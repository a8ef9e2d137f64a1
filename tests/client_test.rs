//! Integration tests for the Mastodon client against a mock server.

use serde_json::{json, Value};
use toot_embed::api::mastodon::{FeedQuery, MastodonClient, ThreadQuery};
use toot_embed::api::ClientOptions;
use toot_embed::error::UpstreamCause;
use toot_embed::Error;
use wiremock::matchers::{method, path, query_param};
use wiremock::{Mock, MockServer, ResponseTemplate};

fn client() -> MastodonClient {
    MastodonClient::new(&ClientOptions::default()).expect("client should build")
}

fn toot(id: &str, reply_to: Option<&str>) -> Value {
    json!({
        "id": id,
        "created_at": "2024-01-15T12:00:00.000Z",
        "in_reply_to_id": reply_to.map(|_| "99"),
        "in_reply_to_account_id": reply_to,
        "content": format!("<p>toot {id}</p>"),
        "url": format!("https://example.social/@alice/{id}"),
        "uri": format!("https://example.social/users/alice/statuses/{id}"),
        "account": {
            "id": "1",
            "username": "alice",
            "acct": "alice",
            "display_name": "Alice",
            "avatar": "https://files.example/alice.png",
            "url": "https://example.social/@alice"
        },
        "reblog": null,
        "media_attachments": []
    })
}

fn ids(toots: &[toot_embed::mastodon::Toot]) -> Vec<&str> {
    toots.iter().map(|t| t.id.as_str()).collect()
}

#[tokio::test]
async fn test_resolve_and_fetch_looks_up_handle_first() {
    let mock_server = MockServer::start().await;
    Mock::given(method("GET"))
        .and(path("/api/v1/accounts/lookup"))
        .and(query_param("acct", "alice"))
        .respond_with(ResponseTemplate::new(200).set_body_json(json!({ "id": "109" })))
        .expect(1)
        .mount(&mock_server)
        .await;
    Mock::given(method("GET"))
        .and(path("/api/v1/accounts/109/statuses"))
        .and(query_param("limit", "5"))
        .and(query_param("exclude_replies", "false"))
        .and(query_param("exclude_reblogs", "false"))
        .respond_with(
            ResponseTemplate::new(200).set_body_json(json!([toot("3", None), toot("2", None)])),
        )
        .expect(1)
        .mount(&mock_server)
        .await;

    let profile = format!("{}/@alice", mock_server.uri());
    let toots = client()
        .resolve_and_fetch(&profile, &FeedQuery::default())
        .await
        .expect("fetch failed");
    assert_eq!(ids(&toots), ["3", "2"]);

    let requests = mock_server.received_requests().await.unwrap();
    assert_eq!(requests.len(), 2);
    assert_eq!(requests[0].url.path(), "/api/v1/accounts/lookup");
    assert_eq!(requests[1].url.path(), "/api/v1/accounts/109/statuses");
}

#[tokio::test]
async fn test_account_id_skips_lookup_and_passes_filters() {
    let mock_server = MockServer::start().await;
    Mock::given(method("GET"))
        .and(path("/api/v1/accounts/lookup"))
        .respond_with(ResponseTemplate::new(200).set_body_json(json!({ "id": "1" })))
        .expect(0)
        .mount(&mock_server)
        .await;
    Mock::given(method("GET"))
        .and(path("/api/v1/accounts/42/statuses"))
        .and(query_param("limit", "2"))
        .and(query_param("exclude_replies", "true"))
        .and(query_param("exclude_reblogs", "true"))
        .respond_with(ResponseTemplate::new(200).set_body_json(json!([toot("7", None)])))
        .expect(1)
        .mount(&mock_server)
        .await;

    let query = FeedQuery {
        account_id: Some("42".to_string()),
        limit: Some(2),
        exclude_replies: true,
        exclude_reblogs: true,
        self_replies_only: false,
    };
    // no handle in the path, which is fine with an explicit account id
    let toots = client()
        .resolve_and_fetch(&format!("{}/about", mock_server.uri()), &query)
        .await
        .expect("fetch failed");
    assert_eq!(ids(&toots), ["7"]);
}

#[tokio::test]
async fn test_missing_handle_is_malformed_and_sends_nothing() {
    let mock_server = MockServer::start().await;

    for reference in [
        format!("{}/users/alice", mock_server.uri()),
        format!("{}/@alice/109", mock_server.uri()),
        "not a url".to_string(),
    ] {
        let err = client()
            .resolve_and_fetch(&reference, &FeedQuery::default())
            .await
            .unwrap_err();
        assert!(matches!(err, Error::MalformedReference(_)), "{reference}: {err:?}");
    }

    let requests = mock_server.received_requests().await.unwrap();
    assert!(requests.is_empty());
}

#[tokio::test]
async fn test_failed_lookup_is_unresolvable() {
    let mock_server = MockServer::start().await;
    Mock::given(method("GET"))
        .and(path("/api/v1/accounts/lookup"))
        .respond_with(ResponseTemplate::new(404).set_body_json(json!({ "error": "Record not found" })))
        .mount(&mock_server)
        .await;

    let err = client()
        .resolve_and_fetch(&format!("{}/@ghost", mock_server.uri()), &FeedQuery::default())
        .await
        .unwrap_err();
    let Error::UnresolvableHandle { handle, source } = err else {
        panic!("expected unresolvable handle, got {err:?}");
    };
    assert_eq!(handle, "ghost");
    assert!(matches!(
        *source,
        Error::UpstreamError { source: UpstreamCause::Status(status), .. } if status.as_u16() == 404
    ));
}

#[tokio::test]
async fn test_lookup_without_id_is_unresolvable() {
    let mock_server = MockServer::start().await;
    Mock::given(method("GET"))
        .and(path("/api/v1/accounts/lookup"))
        .respond_with(ResponseTemplate::new(200).set_body_json(json!({ "username": "alice" })))
        .mount(&mock_server)
        .await;

    let err = client()
        .resolve_account(&format!("{}/@alice", mock_server.uri()))
        .await
        .unwrap_err();
    assert!(matches!(err, Error::UnresolvableHandle { .. }));
}

#[tokio::test]
async fn test_statuses_errors_are_upstream_errors() {
    let mock_server = MockServer::start().await;
    Mock::given(method("GET"))
        .and(path("/api/v1/accounts/1/statuses"))
        .respond_with(ResponseTemplate::new(500))
        .mount(&mock_server)
        .await;
    Mock::given(method("GET"))
        .and(path("/api/v1/accounts/2/statuses"))
        .respond_with(ResponseTemplate::new(200).set_body_string("<html>maintenance</html>"))
        .mount(&mock_server)
        .await;

    let query = |id: &str| FeedQuery {
        account_id: Some(id.to_string()),
        ..FeedQuery::default()
    };
    let profile = format!("{}/@alice", mock_server.uri());

    let err = client().resolve_and_fetch(&profile, &query("1")).await.unwrap_err();
    assert!(matches!(
        err,
        Error::UpstreamError { source: UpstreamCause::Status(_), .. }
    ));

    let err = client().resolve_and_fetch(&profile, &query("2")).await.unwrap_err();
    assert!(matches!(
        err,
        Error::UpstreamError { source: UpstreamCause::Decode(_), .. }
    ));

    // no retries by default
    let requests = mock_server.received_requests().await.unwrap();
    assert_eq!(requests.len(), 2);
}

#[tokio::test]
async fn test_self_replies_only_drops_every_reply() {
    let mock_server = MockServer::start().await;
    Mock::given(method("GET"))
        .and(path("/api/v1/accounts/1/statuses"))
        .respond_with(ResponseTemplate::new(200).set_body_json(json!([
            toot("5", None),
            toot("4", Some("1")),
            toot("3", Some("2")),
            toot("2", None),
        ])))
        .mount(&mock_server)
        .await;

    let mut query = FeedQuery {
        account_id: Some("1".to_string()),
        ..FeedQuery::default()
    };
    let profile = format!("{}/@alice", mock_server.uri());

    let toots = client().resolve_and_fetch(&profile, &query).await.unwrap();
    assert_eq!(ids(&toots), ["5", "4", "3", "2"]);

    query.self_replies_only = true;
    let toots = client().resolve_and_fetch(&profile, &query).await.unwrap();
    assert_eq!(ids(&toots), ["5", "2"]);
}

#[tokio::test]
async fn test_fetch_thread_root_then_descendants() {
    let mock_server = MockServer::start().await;
    Mock::given(method("GET"))
        .and(path("/api/v1/statuses/10"))
        .respond_with(ResponseTemplate::new(200).set_body_json(toot("10", None)))
        .expect(1)
        .mount(&mock_server)
        .await;
    Mock::given(method("GET"))
        .and(path("/api/v1/statuses/10/context"))
        .respond_with(ResponseTemplate::new(200).set_body_json(json!({
            "ancestors": [toot("9", None)],
            "descendants": [toot("12", Some("1")), toot("11", Some("1"))],
        })))
        .expect(1)
        .mount(&mock_server)
        .await;

    let query = ThreadQuery {
        post_id: "10".to_string(),
        ..ThreadQuery::default()
    };
    let toots = client()
        .fetch_thread(&format!("{}/@alice/10", mock_server.uri()), &query)
        .await
        .unwrap();
    assert_eq!(ids(&toots), ["10", "12", "11"]);
}

#[tokio::test]
async fn test_fetch_thread_exclude_post_skips_status_request() {
    let mock_server = MockServer::start().await;
    Mock::given(method("GET"))
        .and(path("/api/v1/statuses/10"))
        .respond_with(ResponseTemplate::new(200).set_body_json(toot("10", None)))
        .expect(0)
        .mount(&mock_server)
        .await;
    Mock::given(method("GET"))
        .and(path("/api/v1/statuses/10/context"))
        .respond_with(ResponseTemplate::new(200).set_body_json(json!({
            "ancestors": [],
            "descendants": [toot("13", Some("1")), toot("11", Some("1")), toot("12", Some("1"))],
        })))
        .expect(1)
        .mount(&mock_server)
        .await;

    let query = ThreadQuery {
        post_id: "10".to_string(),
        exclude_post: true,
        exclude_replies: false,
    };
    let toots = client()
        .fetch_thread(&format!("{}/@alice/10", mock_server.uri()), &query)
        .await
        .unwrap();
    assert_eq!(ids(&toots), ["13", "11", "12"]);
}

#[tokio::test]
async fn test_fetch_thread_exclude_replies_skips_context_request() {
    let mock_server = MockServer::start().await;
    Mock::given(method("GET"))
        .and(path("/api/v1/statuses/10"))
        .respond_with(ResponseTemplate::new(200).set_body_json(toot("10", None)))
        .expect(1)
        .mount(&mock_server)
        .await;

    let query = ThreadQuery {
        post_id: "10".to_string(),
        exclude_post: false,
        exclude_replies: true,
    };
    let toots = client()
        .fetch_thread(&format!("{}/@alice/10", mock_server.uri()), &query)
        .await
        .unwrap();
    assert_eq!(ids(&toots), ["10"]);

    let requests = mock_server.received_requests().await.unwrap();
    assert_eq!(requests.len(), 1);
}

What is being asked:
Read the data above and pull out each line that holds the string "username".

Solved exercise:
            "username": "alice",
        .respond_with(ResponseTemplate::new(200).set_body_json(json!({ "username": "alice" })))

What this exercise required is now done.